Dataset excerpts
* * * * * * *

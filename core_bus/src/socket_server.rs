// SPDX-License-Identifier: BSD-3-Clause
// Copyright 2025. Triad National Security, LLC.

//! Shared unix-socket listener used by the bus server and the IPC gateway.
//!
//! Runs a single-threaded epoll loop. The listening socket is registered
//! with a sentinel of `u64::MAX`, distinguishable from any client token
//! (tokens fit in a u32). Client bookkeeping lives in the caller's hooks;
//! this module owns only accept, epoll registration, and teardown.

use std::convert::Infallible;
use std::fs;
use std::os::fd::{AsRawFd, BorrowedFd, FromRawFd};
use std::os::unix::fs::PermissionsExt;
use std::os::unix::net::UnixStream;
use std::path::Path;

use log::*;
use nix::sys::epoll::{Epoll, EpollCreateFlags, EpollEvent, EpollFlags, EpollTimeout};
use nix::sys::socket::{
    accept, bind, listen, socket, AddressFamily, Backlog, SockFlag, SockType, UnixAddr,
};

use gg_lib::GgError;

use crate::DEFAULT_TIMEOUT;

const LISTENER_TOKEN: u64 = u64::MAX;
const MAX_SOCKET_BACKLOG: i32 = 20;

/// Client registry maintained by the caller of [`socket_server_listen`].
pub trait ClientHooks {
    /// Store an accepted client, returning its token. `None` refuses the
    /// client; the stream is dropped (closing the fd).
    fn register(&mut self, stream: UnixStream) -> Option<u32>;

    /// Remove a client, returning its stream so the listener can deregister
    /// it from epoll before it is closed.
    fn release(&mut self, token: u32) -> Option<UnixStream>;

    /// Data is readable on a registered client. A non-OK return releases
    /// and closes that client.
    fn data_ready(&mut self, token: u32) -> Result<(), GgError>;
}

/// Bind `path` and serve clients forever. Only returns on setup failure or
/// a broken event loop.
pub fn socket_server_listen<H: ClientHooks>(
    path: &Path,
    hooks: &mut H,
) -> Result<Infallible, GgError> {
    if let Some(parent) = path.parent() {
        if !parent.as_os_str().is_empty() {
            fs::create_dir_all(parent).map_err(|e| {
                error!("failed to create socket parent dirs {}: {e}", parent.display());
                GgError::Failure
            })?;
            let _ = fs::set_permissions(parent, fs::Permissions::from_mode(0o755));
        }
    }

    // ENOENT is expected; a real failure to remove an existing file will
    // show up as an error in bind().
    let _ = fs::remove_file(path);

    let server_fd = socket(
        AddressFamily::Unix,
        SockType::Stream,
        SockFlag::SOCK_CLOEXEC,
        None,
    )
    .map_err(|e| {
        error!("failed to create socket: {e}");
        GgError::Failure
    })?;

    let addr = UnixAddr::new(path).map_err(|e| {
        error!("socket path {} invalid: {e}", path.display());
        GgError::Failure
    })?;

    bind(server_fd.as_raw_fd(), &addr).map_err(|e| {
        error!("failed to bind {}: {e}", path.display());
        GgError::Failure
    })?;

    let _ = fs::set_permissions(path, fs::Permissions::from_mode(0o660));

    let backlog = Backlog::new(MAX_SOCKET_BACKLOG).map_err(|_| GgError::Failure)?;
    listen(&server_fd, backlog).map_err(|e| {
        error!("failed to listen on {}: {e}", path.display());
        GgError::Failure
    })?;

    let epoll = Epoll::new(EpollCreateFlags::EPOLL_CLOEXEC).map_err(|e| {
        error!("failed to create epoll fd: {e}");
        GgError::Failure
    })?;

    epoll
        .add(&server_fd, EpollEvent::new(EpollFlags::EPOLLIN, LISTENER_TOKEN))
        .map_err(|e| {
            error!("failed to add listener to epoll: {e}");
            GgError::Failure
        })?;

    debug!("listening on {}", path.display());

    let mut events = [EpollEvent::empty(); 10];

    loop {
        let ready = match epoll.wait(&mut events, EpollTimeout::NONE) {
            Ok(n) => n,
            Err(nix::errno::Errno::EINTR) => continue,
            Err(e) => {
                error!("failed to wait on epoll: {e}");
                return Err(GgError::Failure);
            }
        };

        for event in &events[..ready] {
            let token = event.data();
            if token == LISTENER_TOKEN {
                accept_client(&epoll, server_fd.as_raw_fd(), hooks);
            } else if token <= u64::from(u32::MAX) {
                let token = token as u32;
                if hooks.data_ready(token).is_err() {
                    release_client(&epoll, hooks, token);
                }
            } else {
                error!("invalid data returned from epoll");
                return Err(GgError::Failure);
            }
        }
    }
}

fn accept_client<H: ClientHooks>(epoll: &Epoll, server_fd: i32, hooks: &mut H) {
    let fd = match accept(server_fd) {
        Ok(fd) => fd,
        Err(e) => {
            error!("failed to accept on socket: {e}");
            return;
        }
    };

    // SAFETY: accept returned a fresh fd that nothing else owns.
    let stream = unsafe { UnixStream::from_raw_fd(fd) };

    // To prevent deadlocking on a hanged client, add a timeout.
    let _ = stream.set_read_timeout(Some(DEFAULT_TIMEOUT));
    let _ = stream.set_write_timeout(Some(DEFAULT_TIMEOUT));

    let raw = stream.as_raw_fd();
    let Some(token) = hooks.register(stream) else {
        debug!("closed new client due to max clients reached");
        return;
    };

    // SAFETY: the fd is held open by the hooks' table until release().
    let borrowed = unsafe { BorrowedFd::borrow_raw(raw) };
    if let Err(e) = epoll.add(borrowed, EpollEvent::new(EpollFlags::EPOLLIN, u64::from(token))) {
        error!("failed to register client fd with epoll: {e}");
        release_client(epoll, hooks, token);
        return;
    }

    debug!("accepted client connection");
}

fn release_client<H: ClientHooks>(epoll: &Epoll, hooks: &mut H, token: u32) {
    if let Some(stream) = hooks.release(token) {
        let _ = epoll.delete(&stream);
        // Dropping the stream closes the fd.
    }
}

* * * * * * *

Going down from the first line of the entries above, restate each line word for word until the line holding "(closing the fd)." is done.

filename core_bus/src/socket_server.rs
// SPDX-License-Identifier: BSD-3-Clause
// Copyright 2025. Triad National Security, LLC.

//! Shared unix-socket listener used by the bus server and the IPC gateway.
//!
//! Runs a single-threaded epoll loop. The listening socket is registered
//! with a sentinel of `u64::MAX`, distinguishable from any client token
//! (tokens fit in a u32). Client bookkeeping lives in the caller's hooks;
//! this module owns only accept, epoll registration, and teardown.

use std::convert::Infallible;
use std::fs;
use std::os::fd::{AsRawFd, BorrowedFd, FromRawFd};
use std::os::unix::fs::PermissionsExt;
use std::os::unix::net::UnixStream;
use std::path::Path;

use log::*;
use nix::sys::epoll::{Epoll, EpollCreateFlags, EpollEvent, EpollFlags, EpollTimeout};
use nix::sys::socket::{
    accept, bind, listen, socket, AddressFamily, Backlog, SockFlag, SockType, UnixAddr,
};

use gg_lib::GgError;

use crate::DEFAULT_TIMEOUT;

const LISTENER_TOKEN: u64 = u64::MAX;
const MAX_SOCKET_BACKLOG: i32 = 20;

/// Client registry maintained by the caller of [`socket_server_listen`].
pub trait ClientHooks {
    /// Store an accepted client, returning its token. `None` refuses the
    /// client; the stream is dropped (closing the fd).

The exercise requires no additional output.